• [Excerpted records]
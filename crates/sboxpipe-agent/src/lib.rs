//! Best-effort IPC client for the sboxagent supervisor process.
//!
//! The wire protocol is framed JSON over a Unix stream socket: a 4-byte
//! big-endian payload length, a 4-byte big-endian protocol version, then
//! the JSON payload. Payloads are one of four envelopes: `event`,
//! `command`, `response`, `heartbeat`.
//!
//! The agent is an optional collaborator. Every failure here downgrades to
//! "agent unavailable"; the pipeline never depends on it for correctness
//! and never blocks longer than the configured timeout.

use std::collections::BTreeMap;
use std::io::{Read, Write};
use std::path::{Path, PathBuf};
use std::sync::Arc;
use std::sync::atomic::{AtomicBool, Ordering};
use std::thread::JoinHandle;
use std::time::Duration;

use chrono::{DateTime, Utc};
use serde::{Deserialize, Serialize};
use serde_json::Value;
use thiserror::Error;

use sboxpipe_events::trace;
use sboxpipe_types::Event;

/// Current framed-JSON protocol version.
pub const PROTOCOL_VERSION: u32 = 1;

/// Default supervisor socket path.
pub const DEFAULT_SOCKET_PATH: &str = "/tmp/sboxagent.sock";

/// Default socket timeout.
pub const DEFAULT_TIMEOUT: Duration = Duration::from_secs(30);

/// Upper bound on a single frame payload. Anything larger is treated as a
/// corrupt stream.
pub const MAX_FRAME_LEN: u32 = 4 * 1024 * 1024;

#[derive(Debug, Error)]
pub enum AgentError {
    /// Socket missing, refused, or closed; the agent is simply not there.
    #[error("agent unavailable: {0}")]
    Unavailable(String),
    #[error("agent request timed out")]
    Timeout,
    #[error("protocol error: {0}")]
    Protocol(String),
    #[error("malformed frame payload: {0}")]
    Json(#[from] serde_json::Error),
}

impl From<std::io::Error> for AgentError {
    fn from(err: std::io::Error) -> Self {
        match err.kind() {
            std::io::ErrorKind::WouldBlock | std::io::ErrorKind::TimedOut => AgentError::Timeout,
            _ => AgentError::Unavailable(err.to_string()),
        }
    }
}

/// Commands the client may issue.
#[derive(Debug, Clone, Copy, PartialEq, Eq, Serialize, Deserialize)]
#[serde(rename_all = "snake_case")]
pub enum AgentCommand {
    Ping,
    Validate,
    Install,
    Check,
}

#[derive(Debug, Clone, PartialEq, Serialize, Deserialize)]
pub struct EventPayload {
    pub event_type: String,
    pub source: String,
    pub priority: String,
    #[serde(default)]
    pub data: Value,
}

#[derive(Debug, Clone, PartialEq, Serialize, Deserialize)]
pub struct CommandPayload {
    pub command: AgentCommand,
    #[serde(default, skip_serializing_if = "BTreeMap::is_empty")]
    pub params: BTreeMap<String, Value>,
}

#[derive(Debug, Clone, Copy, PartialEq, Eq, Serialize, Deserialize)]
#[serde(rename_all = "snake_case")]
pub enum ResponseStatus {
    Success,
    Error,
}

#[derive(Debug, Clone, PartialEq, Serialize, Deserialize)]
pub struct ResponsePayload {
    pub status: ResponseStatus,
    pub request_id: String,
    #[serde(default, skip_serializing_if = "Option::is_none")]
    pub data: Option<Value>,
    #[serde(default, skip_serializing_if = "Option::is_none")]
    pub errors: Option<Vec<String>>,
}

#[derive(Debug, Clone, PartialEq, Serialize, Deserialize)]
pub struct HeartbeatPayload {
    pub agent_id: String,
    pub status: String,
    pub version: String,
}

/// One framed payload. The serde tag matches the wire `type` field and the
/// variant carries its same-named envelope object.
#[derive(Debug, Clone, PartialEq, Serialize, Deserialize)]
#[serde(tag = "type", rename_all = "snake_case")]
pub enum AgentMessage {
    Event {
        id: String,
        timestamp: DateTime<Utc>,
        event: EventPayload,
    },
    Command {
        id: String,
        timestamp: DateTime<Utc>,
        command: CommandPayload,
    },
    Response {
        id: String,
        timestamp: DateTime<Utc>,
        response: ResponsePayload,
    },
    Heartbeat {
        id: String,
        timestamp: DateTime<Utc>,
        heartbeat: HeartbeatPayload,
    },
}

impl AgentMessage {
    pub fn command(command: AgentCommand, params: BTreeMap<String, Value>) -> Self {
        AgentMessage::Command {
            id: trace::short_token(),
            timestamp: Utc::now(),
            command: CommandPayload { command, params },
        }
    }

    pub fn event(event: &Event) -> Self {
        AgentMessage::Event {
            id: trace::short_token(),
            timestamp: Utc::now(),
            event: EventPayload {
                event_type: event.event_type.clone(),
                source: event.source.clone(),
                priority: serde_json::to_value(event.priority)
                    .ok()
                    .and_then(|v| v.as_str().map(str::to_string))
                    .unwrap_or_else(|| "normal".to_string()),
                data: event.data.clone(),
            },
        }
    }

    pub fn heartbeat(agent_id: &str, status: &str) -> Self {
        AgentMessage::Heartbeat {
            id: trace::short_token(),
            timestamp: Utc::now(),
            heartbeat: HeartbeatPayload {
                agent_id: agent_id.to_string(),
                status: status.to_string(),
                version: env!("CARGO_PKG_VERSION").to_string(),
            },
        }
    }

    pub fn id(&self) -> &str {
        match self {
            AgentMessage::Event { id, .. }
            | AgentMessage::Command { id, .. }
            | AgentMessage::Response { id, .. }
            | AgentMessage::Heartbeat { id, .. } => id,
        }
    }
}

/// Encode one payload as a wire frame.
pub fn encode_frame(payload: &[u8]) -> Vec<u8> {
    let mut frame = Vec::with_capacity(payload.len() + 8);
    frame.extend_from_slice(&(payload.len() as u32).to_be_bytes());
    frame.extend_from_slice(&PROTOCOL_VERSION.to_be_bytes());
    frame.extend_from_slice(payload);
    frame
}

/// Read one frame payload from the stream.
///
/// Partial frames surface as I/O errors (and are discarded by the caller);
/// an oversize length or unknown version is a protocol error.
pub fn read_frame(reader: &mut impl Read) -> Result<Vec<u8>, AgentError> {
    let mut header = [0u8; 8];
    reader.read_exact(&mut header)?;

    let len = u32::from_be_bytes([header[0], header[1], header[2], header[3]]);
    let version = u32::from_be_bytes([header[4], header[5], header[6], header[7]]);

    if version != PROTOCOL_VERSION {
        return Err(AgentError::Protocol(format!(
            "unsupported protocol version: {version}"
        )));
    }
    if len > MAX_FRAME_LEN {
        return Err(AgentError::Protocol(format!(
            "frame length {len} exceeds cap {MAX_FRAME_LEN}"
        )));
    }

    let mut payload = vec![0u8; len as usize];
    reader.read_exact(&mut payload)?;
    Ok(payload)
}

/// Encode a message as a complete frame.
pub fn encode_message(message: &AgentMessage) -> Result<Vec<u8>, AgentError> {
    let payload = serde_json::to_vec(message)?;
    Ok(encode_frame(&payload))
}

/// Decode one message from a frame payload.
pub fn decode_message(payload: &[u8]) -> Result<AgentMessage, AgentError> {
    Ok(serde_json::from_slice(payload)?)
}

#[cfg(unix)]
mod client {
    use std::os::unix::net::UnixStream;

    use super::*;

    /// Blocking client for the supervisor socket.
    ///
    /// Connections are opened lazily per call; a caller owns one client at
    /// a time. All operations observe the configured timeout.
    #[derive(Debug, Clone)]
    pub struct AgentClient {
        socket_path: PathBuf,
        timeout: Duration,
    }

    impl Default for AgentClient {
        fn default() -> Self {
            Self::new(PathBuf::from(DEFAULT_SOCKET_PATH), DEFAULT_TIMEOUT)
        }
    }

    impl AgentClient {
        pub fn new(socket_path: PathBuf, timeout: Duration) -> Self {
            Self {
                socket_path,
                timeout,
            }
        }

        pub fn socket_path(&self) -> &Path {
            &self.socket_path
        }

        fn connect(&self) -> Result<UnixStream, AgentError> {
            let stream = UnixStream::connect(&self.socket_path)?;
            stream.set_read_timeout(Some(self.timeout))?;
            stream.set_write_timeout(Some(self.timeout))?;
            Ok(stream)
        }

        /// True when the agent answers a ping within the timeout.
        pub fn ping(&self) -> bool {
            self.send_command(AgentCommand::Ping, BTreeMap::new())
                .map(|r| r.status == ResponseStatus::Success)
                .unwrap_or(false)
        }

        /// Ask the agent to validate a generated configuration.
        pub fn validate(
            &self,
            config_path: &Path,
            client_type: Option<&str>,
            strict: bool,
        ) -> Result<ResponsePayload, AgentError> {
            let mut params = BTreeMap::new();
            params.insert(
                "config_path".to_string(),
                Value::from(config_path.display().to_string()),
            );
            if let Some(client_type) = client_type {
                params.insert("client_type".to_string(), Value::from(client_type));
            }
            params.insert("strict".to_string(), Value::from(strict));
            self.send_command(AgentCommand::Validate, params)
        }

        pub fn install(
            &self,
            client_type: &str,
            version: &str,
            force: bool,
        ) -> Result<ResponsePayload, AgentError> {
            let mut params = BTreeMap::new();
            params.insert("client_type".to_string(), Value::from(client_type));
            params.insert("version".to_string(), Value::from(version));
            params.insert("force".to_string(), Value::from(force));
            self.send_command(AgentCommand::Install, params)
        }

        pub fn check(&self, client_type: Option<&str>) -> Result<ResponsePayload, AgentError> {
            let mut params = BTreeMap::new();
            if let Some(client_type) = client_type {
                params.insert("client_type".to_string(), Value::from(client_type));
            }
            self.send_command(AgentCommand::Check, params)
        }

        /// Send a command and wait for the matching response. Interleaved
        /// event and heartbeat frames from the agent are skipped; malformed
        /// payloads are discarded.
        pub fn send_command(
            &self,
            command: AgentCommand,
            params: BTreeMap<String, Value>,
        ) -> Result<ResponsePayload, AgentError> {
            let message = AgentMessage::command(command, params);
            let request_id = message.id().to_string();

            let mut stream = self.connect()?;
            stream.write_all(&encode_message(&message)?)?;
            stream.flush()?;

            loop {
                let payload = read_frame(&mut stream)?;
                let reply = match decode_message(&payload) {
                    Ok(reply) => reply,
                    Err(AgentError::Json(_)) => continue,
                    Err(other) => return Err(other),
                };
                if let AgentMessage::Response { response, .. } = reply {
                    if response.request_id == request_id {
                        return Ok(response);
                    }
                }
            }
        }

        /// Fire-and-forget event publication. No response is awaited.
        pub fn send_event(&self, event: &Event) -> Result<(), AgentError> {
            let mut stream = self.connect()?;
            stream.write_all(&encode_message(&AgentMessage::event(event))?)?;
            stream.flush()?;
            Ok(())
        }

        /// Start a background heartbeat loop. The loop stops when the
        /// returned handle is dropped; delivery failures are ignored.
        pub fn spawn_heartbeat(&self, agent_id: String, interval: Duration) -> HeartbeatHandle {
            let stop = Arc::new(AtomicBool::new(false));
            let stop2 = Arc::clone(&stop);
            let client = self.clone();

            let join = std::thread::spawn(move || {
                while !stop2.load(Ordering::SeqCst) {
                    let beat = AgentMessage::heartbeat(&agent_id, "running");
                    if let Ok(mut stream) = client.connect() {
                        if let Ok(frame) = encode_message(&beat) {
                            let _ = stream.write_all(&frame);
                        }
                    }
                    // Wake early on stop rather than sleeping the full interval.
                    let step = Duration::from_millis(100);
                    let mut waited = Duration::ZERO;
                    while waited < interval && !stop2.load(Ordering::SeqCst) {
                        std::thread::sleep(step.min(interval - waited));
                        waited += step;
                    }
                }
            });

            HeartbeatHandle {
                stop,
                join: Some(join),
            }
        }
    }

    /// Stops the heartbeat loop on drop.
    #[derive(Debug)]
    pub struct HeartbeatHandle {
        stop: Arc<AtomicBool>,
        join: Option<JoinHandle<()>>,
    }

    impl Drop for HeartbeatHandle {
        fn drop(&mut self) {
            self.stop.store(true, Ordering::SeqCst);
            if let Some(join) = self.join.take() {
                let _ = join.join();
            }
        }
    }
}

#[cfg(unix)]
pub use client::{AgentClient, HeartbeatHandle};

• [Work order] Using the records above, report each line that contains the word "data" by copying it.

• [Response]
    pub data: Value,
    pub data: Option<Value>,
                data: event.data.clone(),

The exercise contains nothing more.